SUPPLIED MATERIAL START
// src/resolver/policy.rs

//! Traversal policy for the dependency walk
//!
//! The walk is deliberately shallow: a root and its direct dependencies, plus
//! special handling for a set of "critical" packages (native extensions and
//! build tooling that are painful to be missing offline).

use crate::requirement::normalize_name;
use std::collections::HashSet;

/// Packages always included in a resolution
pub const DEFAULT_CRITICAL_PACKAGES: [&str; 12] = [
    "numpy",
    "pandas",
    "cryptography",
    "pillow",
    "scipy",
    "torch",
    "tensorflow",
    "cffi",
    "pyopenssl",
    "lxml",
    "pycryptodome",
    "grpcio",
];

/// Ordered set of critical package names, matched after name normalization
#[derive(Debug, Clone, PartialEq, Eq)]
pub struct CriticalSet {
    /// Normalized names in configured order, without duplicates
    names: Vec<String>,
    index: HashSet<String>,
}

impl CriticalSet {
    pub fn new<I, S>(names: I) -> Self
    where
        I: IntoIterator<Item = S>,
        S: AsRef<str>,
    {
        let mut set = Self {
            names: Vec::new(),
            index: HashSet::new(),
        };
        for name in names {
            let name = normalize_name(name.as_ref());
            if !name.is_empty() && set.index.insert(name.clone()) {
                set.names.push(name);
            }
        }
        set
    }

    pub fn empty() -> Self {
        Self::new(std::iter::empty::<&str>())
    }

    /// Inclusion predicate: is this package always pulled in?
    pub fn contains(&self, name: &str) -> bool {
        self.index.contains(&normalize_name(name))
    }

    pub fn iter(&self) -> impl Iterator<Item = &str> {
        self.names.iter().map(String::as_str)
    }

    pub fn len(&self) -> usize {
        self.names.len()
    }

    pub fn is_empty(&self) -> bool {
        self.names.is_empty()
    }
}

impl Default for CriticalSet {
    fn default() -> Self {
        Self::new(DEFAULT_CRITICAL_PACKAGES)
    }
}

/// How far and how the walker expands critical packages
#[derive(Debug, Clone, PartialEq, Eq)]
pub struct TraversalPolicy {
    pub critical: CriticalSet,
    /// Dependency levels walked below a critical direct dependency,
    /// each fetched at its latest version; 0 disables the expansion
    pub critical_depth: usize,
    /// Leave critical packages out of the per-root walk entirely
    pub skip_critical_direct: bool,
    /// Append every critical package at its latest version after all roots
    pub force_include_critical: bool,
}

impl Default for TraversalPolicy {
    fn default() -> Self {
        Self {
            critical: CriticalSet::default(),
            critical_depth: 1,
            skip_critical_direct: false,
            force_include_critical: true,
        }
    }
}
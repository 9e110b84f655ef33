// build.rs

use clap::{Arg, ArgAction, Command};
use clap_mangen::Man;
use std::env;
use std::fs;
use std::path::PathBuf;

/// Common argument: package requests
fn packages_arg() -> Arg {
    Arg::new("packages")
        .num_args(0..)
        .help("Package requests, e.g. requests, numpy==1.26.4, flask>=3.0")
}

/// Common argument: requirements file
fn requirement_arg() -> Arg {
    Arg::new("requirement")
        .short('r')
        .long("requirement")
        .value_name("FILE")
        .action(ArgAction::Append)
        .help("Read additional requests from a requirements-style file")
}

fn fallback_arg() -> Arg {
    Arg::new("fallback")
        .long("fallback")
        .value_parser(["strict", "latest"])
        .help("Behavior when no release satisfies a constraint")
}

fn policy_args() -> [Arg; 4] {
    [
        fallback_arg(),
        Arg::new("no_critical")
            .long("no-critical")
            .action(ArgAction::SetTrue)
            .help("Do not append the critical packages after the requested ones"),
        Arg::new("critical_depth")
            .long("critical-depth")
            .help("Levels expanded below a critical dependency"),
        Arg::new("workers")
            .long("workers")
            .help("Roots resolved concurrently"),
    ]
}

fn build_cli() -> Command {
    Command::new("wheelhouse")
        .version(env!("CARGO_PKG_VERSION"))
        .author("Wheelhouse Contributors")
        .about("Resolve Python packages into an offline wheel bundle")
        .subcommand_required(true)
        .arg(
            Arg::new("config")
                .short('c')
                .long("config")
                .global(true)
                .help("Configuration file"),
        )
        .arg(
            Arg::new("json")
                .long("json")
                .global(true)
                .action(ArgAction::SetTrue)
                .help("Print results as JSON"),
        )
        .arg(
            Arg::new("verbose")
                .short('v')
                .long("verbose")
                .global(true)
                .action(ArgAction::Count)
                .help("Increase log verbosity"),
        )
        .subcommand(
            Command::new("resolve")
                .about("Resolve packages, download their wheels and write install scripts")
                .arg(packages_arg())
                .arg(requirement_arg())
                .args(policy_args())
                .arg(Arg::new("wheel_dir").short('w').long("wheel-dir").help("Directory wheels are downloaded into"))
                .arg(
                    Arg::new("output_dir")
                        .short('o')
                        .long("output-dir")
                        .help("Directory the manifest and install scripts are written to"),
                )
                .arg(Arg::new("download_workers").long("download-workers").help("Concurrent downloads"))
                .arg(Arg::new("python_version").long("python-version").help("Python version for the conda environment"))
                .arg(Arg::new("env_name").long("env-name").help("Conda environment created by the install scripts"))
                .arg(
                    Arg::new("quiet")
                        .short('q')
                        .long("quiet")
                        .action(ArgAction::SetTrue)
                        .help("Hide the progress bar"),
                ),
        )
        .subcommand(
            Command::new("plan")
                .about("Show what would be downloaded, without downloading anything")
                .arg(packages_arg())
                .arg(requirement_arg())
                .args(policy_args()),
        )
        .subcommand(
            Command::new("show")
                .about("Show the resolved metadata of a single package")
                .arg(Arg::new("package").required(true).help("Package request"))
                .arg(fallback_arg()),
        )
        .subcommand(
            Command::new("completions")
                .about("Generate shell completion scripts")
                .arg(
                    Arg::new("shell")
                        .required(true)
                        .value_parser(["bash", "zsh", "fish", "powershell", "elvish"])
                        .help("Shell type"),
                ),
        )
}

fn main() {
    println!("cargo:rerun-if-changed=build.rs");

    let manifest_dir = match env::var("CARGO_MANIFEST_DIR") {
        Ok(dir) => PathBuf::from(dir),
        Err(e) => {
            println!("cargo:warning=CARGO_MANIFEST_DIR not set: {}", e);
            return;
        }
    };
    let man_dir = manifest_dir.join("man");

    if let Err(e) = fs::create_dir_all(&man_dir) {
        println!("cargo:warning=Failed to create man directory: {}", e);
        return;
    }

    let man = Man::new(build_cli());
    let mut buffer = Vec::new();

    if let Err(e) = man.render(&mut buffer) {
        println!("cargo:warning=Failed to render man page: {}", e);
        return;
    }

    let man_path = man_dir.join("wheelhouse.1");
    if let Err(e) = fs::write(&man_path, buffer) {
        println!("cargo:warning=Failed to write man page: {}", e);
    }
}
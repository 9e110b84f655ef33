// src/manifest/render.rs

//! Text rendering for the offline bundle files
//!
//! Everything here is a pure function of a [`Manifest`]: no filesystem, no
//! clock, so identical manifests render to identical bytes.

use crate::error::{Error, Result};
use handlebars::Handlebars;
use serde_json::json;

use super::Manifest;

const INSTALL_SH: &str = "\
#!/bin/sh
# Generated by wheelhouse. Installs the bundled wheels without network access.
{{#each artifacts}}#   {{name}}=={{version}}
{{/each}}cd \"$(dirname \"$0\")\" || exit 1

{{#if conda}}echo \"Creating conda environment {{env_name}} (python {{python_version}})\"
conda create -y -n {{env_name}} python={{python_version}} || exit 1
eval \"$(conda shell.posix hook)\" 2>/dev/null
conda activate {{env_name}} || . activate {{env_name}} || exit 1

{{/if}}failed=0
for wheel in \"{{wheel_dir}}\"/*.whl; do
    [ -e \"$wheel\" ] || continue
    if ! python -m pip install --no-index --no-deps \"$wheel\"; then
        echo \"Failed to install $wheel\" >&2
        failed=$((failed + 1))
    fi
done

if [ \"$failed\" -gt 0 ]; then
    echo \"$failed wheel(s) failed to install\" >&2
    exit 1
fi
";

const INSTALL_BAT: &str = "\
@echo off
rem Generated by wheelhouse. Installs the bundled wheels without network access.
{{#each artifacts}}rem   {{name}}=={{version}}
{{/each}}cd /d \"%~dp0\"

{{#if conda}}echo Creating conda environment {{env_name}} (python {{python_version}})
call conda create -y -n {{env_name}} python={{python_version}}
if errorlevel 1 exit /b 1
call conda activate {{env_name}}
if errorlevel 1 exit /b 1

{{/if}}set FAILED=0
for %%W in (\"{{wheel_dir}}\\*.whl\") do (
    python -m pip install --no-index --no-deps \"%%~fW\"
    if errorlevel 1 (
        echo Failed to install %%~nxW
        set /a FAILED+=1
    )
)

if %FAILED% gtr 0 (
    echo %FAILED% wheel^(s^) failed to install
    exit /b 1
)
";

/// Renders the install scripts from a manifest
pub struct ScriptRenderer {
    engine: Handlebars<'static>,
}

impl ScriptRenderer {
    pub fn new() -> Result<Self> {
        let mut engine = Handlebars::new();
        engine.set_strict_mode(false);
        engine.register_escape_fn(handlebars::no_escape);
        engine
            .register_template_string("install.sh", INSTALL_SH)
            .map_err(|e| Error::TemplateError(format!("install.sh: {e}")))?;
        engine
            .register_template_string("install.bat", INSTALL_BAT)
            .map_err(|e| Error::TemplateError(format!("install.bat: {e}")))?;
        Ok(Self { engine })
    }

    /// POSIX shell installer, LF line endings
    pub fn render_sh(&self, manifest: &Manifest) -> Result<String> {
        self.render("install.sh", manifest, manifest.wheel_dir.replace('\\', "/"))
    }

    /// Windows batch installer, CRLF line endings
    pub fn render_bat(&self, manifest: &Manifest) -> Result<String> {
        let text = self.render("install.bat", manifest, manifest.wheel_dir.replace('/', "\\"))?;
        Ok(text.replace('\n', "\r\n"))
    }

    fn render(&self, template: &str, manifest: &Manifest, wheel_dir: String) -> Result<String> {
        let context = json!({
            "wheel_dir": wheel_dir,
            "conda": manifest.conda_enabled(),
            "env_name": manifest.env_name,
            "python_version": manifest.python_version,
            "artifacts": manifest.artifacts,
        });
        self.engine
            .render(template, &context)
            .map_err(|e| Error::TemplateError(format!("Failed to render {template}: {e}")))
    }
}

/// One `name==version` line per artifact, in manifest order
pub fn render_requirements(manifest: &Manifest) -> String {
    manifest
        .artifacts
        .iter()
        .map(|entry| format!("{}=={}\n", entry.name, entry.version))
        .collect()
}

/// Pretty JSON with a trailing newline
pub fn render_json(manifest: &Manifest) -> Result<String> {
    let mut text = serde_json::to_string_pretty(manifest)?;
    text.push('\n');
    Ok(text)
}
SUPPLIED MATERIAL END
WHAT TO WORK ON:
Which lines in the records above contain the word "always"? Return each of them.

EXERCISE OUTPUT:
/// Packages always included in a resolution
    /// Inclusion predicate: is this package always pulled in?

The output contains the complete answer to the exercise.